## Task details
Scan the entries below for the word "contains" and copy every line in which it occurs.

Available data START

use super::{delete_positions, nothing_to_change, show_positions, CmdMessage, CmdResult};
use crate::codec::encode_date;
use crate::error::Result;
use crate::index::{DisplayRecord, Position};
use crate::model::{HealthPatch, HealthRecord, HealthStats};
use crate::query::Query;
use crate::store::backend::LineBackend;
use crate::store::{Patch, RecordStore};
use chrono::NaiveDate;

/// Inclusive date and weight bounds; unset bounds are open.
#[derive(Debug, Clone, Default)]
pub struct HealthQuery {
    pub from: Option<NaiveDate>,
    pub to: Option<NaiveDate>,
    pub min_weight: Option<f64>,
    pub max_weight: Option<f64>,
}

fn bmi_check(result: &mut CmdResult<HealthRecord>, record: &HealthRecord) {
    if let Some(warning) = record.bmi_warning() {
        result.add_message(CmdMessage::warning(warning));
    }
}

/// Adds a record for `input.date` (today when unset).
pub fn add<B: LineBackend>(
    store: &mut RecordStore<HealthRecord, B>,
    input: HealthPatch,
) -> Result<CmdResult<HealthRecord>> {
    let record = input.into_record();
    let position = store.add(record.clone())?;

    let mut result = CmdResult::default();
    result.add_message(CmdMessage::success(format!(
        "Health record added at {} for {}",
        position,
        encode_date(record.date)
    )));
    bmi_check(&mut result, &record);
    result.affected.push(DisplayRecord::new(position, record));
    Ok(result)
}

pub fn list<B: LineBackend>(store: &RecordStore<HealthRecord, B>) -> CmdResult<HealthRecord> {
    CmdResult::default().with_listed(store.snapshot())
}

pub fn show<B: LineBackend>(
    store: &RecordStore<HealthRecord, B>,
    positions: &[Position],
) -> Result<CmdResult<HealthRecord>> {
    show_positions(store, positions)
}

pub fn edit<B: LineBackend>(
    store: &mut RecordStore<HealthRecord, B>,
    position: Position,
    patch: HealthPatch,
) -> Result<CmdResult<HealthRecord>> {
    if patch.is_empty() {
        return Err(nothing_to_change());
    }
    let position = store.update(position, patch)?;

    let mut result = CmdResult::default();
    if let Some(record) = store.get(position).cloned() {
        result.add_message(CmdMessage::success(format!(
            "Updated health record {} ({})",
            position,
            encode_date(record.date)
        )));
        bmi_check(&mut result, &record);
        result.affected.push(DisplayRecord::new(position, record));
    }
    Ok(result)
}

pub fn delete<B: LineBackend>(
    store: &mut RecordStore<HealthRecord, B>,
    positions: &[Position],
) -> Result<CmdResult<HealthRecord>> {
    delete_positions(store, positions, |r| encode_date(r.date))
}

/// Records within every given bound. With no bound set, all records.
pub fn query<B: LineBackend>(
    store: &RecordStore<HealthRecord, B>,
    bounds: &HealthQuery,
) -> CmdResult<HealthRecord> {
    let query = Query::filter()
        .range("date", bounds.from, bounds.to)
        .range("weight", bounds.min_weight, bounds.max_weight);
    CmdResult::default().with_listed(query.apply(store.snapshot()))
}

pub fn stats<B: LineBackend>(store: &RecordStore<HealthRecord, B>) -> HealthStats {
    HealthStats::compute(store.records())
}

#[cfg(test)]
mod tests {
    use super::*;
    use crate::commands::test_support::{mem_store, pos};
    use crate::commands::MessageLevel;
    use crate::error::AssistError;

    fn date(d: u32) -> NaiveDate {
        NaiveDate::from_ymd_opt(2024, 2, d).unwrap()
    }

    fn day(d: u32, weight: Option<f64>) -> HealthPatch {
        HealthPatch {
            date: Some(date(d)),
            weight,
            ..Default::default()
        }
    }

    #[test]
    fn add_defaults_to_today() {
        let mut store = mem_store();
        let result = add(&mut store, HealthPatch::default()).unwrap();
        assert_eq!(result.affected[0].record.date, crate::model::today());
    }

    #[test]
    fn inverted_blood_pressure_is_rejected() {
        let mut store = mem_store();
        let input = HealthPatch {
            bp_high: Some(80),
            bp_low: Some(120),
            ..Default::default()
        };
        assert!(matches!(add(&mut store, input), Err(AssistError::Validation(_))));
        assert_eq!(store.len(), 0);
    }

    #[test]
    fn odd_bmi_is_stored_with_a_warning() {
        let mut store = mem_store();
        let input = HealthPatch {
            weight: Some(200.0),
            height: Some(100.0),
            ..day(1, None)
        };
        let result = add(&mut store, input).unwrap();
        assert_eq!(store.len(), 1);
        assert!(result
            .messages
            .iter()
            .any(|m| m.level == MessageLevel::Warning));
    }

    #[test]
    fn edit_keeps_fields_not_given() {
        let mut store = mem_store();
        add(&mut store, day(1, Some(70.0))).unwrap();
        edit(
            &mut store,
            pos(1),
            HealthPatch {
                steps: Some(5000),
                ..Default::default()
            },
        )
        .unwrap();
        let record = store.get(pos(1)).unwrap();
        assert_eq!(record.weight, Some(70.0));
        assert_eq!(record.steps, Some(5000));
    }

    #[test]
    fn query_combines_date_and_weight() {
        let mut store = mem_store();
        add(&mut store, day(1, Some(70.0))).unwrap();
        add(&mut store, day(5, Some(72.0))).unwrap();
        add(&mut store, day(9, None)).unwrap();
        add(&mut store, day(12, Some(71.0))).unwrap();

        let all = query(&store, &HealthQuery::default());
        assert_eq!(all.listed.len(), 4);

        let bounded = query(
            &store,
            &HealthQuery {
                from: Some(date(2)),
                to: Some(date(12)),
                min_weight: Some(71.0),
                ..Default::default()
            },
        );
        let positions: Vec<_> = bounded.listed.iter().map(|d| d.position).collect();
        assert_eq!(positions, vec![pos(2), pos(4)]);
    }

    #[test]
    fn stats_over_store() {
        let mut store = mem_store();
        add(&mut store, day(1, Some(70.0))).unwrap();
        add(&mut store, day(2, Some(71.0))).unwrap();
        assert_eq!(stats(&store).weight, Some(70.5));
    }

    #[test]
    fn delete_reports_date() {
        let mut store = mem_store();
        add(&mut store, day(1, None)).unwrap();
        let result = delete(&mut store, &[pos(1)]).unwrap();
        assert!(result.messages[0].content.contains("2024-02-01"));
        assert!(store.is_empty());
    }
}
//! # Startup
//!
//! [`initialize`] turns command line overrides into a ready [`AssistContext`]:
//! a loaded configuration, a resolved data directory and an [`AssistApi`]
//! with one file-backed store per domain.
//!
//! ## Data Directory Resolution
//!
//! 1. `--data <dir>` (`data_override`)
//! 2. `data_dir` from the configuration (env, `--config`, global file)
//! 3. The OS data directory (via `directories`)
//!
//! Once the data directory is known, `<data_dir>/assist.toml` joins the
//! configuration sources and the configuration is loaded again, so settings
//! that live next to the data take effect.
//!
//! A missing data directory is created when the stores open.

use crate::api::AssistApi;
use crate::config::{AssistConfig, CONFIG_FILE_NAME};
use crate::error::{AssistError, Result};
use crate::store::FsBackend;
use directories::ProjectDirs;
use std::path::PathBuf;
use tracing::debug;

pub struct AssistContext {
    pub api: AssistApi<FsBackend>,
    pub config: AssistConfig,
    pub data_dir: PathBuf,
}

fn project_dirs() -> Result<ProjectDirs> {
    ProjectDirs::from("com", "assist", "assist")
        .ok_or_else(|| AssistError::Config("could not determine home directory".to_string()))
}

/// Location of the global `assist.toml`, if a home directory exists.
pub fn global_config_path() -> Option<PathBuf> {
    project_dirs()
        .ok()
        .map(|dirs| dirs.config_dir().join(CONFIG_FILE_NAME))
}

pub fn initialize(data_override: Option<PathBuf>, config_file: Option<PathBuf>) -> Result<AssistContext> {
    let global: Vec<PathBuf> = global_config_path().into_iter().collect();
    let config = AssistConfig::load(config_file.as_deref(), &global)?;

    let data_dir = match data_override.or_else(|| config.data_dir.clone()) {
        Some(dir) => dir,
        None => project_dirs()?.data_dir().to_path_buf(),
    };

    let local = data_dir.join(CONFIG_FILE_NAME);
    let config = if local.is_file() {
        let mut files = vec![local];
        files.extend(global);
        AssistConfig::load(config_file.as_deref(), &files)?
    } else {
        config
    };
    debug!(data_dir = %data_dir.display(), "resolved data directory");

    let api = AssistApi::open(
        |domain| FsBackend::new(data_dir.join(domain.file_name())),
        config.categorizer(),
    )?;

    Ok(AssistContext {
        api,
        config,
        data_dir,
    })
}
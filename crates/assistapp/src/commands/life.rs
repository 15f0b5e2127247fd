use super::{delete_positions, show_positions, CmdMessage, CmdResult};
use crate::error::Result;
use crate::index::{DisplayRecord, Position};
use crate::model::LifeRecord;
use crate::query::Query;
use crate::store::backend::LineBackend;
use crate::store::RecordStore;

/// The editable fields of an entry.
#[derive(Debug, Clone, Default)]
pub struct LifeEntry {
    pub title: String,
    pub content: Option<String>,
    pub category: Option<String>,
    pub mood: Option<String>,
}

impl LifeEntry {
    fn into_record(self) -> LifeRecord {
        LifeRecord::new(self.title, self.content, self.category, self.mood)
    }
}

/// Keywords for [`search`]. Blank keywords are ignored.
#[derive(Debug, Clone, Default)]
pub struct LifeSearch {
    pub title: Option<String>,
    pub content: Option<String>,
    pub category: Option<String>,
    pub mood: Option<String>,
}

pub fn add<B: LineBackend>(
    store: &mut RecordStore<LifeRecord, B>,
    entry: LifeEntry,
) -> Result<CmdResult<LifeRecord>> {
    let record = entry.into_record();
    let position = store.add(record.clone())?;

    let mut result = CmdResult::default();
    result.add_message(CmdMessage::success(format!(
        "Entry added at {}: {}",
        position, record.title
    )));
    result.affected.push(DisplayRecord::new(position, record));
    Ok(result)
}

pub fn list<B: LineBackend>(store: &RecordStore<LifeRecord, B>) -> CmdResult<LifeRecord> {
    CmdResult::default().with_listed(store.snapshot())
}

pub fn show<B: LineBackend>(
    store: &RecordStore<LifeRecord, B>,
    positions: &[Position],
) -> Result<CmdResult<LifeRecord>> {
    show_positions(store, positions)
}

/// Replaces the entry at `position` and restamps it.
///
/// Every field is overwritten: an optional field left out of `entry` is
/// cleared, not kept.
pub fn edit<B: LineBackend>(
    store: &mut RecordStore<LifeRecord, B>,
    position: Position,
    entry: LifeEntry,
) -> Result<CmdResult<LifeRecord>> {
    let record = entry.into_record();
    let position = store.replace(position, record.clone())?;

    let mut result = CmdResult::default();
    result.add_message(CmdMessage::success(format!(
        "Entry {} replaced: {}",
        position, record.title
    )));
    result.affected.push(DisplayRecord::new(position, record));
    Ok(result)
}

pub fn delete<B: LineBackend>(
    store: &mut RecordStore<LifeRecord, B>,
    positions: &[Position],
) -> Result<CmdResult<LifeRecord>> {
    delete_positions(store, positions, |r| r.title.clone())
}

/// Case-insensitive substring search over title, content, category and mood,
/// combined with AND. All keywords blank returns nothing.
pub fn search<B: LineBackend>(
    store: &RecordStore<LifeRecord, B>,
    keywords: &LifeSearch,
) -> CmdResult<LifeRecord> {
    let query = Query::search()
        .contains("title", keywords.title.as_deref())
        .contains("content", keywords.content.as_deref())
        .contains("category", keywords.category.as_deref())
        .contains("mood", keywords.mood.as_deref());

    let mut result = CmdResult::default();
    if query.is_empty() {
        result.add_message(CmdMessage::info("Give at least one keyword to search for"));
    }
    result.with_listed(query.apply(store.snapshot()))
}

#[cfg(test)]
mod tests {
    use super::*;
    use crate::commands::test_support::{mem_store, pos};

    fn entry(title: &str, category: Option<&str>, mood: Option<&str>) -> LifeEntry {
        LifeEntry {
            title: title.to_string(),
            content: Some(format!("About {}", title)),
            category: category.map(String::from),
            mood: mood.map(String::from),
        }
    }

    fn seeded() -> RecordStore<LifeRecord, crate::store::MemBackend> {
        let mut store = mem_store();
        add(&mut store, entry("Beach day", Some("Travel"), Some("Happy"))).unwrap();
        add(&mut store, entry("Exam prep", Some("Study"), Some("Anxious"))).unwrap();
        add(&mut store, entry("Beach cleanup", Some("Events"), Some("Happy"))).unwrap();
        store
    }

    #[test]
    fn blank_search_returns_nothing() {
        let store = seeded();
        let keywords = LifeSearch {
            title: Some(" ".into()),
            content: Some(String::new()),
            category: None,
            mood: Some("\t".into()),
        };
        let result = search(&store, &keywords);
        assert!(result.listed.is_empty());
        assert_eq!(result.messages.len(), 1);
    }

    #[test]
    fn search_is_and_and_case_insensitive() {
        let store = seeded();
        let result = search(
            &store,
            &LifeSearch {
                title: Some("BEACH".into()),
                mood: Some("happ".into()),
                category: Some("events".into()),
                ..Default::default()
            },
        );
        assert_eq!(result.listed.len(), 1);
        assert_eq!(result.listed[0].position, pos(3));
    }

    #[test]
    fn search_skips_entries_missing_a_searched_field() {
        let mut store = mem_store();
        add(&mut store, entry("No mood", None, None)).unwrap();
        let result = search(
            &store,
            &LifeSearch {
                mood: Some("happy".into()),
                ..Default::default()
            },
        );
        assert!(result.listed.is_empty());
    }

    #[test]
    fn edit_replaces_every_field() {
        let mut store = seeded();
        edit(
            &mut store,
            pos(1),
            LifeEntry {
                title: "Beach day (rained)".into(),
                ..Default::default()
            },
        )
        .unwrap();

        let record = store.get(pos(1)).unwrap();
        assert_eq!(record.title, "Beach day (rained)");
        assert_eq!(record.category, None);
        assert_eq!(record.mood, None);
        assert_eq!(record.content, None);
    }

    #[test]
    fn edit_requires_title() {
        let mut store = seeded();
        assert!(edit(&mut store, pos(2), LifeEntry::default()).is_err());
        assert_eq!(store.get(pos(2)).unwrap().title, "Exam prep");
    }

    #[test]
    fn delete_middle_renumbers() {
        let mut store = seeded();
        delete(&mut store, &[pos(2)]).unwrap();
        let titles: Vec<_> = list(&store)
            .listed
            .into_iter()
            .map(|d| (d.position, d.record.title))
            .collect();
        assert_eq!(
            titles,
            vec![
                (pos(1), "Beach day".to_string()),
                (pos(2), "Beach cleanup".to_string())
            ]
        );
    }
}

Available data END

## Answer section
        assert!(result.messages[0].content.contains("2024-02-01"));
        .contains("title", keywords.title.as_deref())
        .contains("content", keywords.content.as_deref())
        .contains("category", keywords.category.as_deref())
        .contains("mood", keywords.mood.as_deref());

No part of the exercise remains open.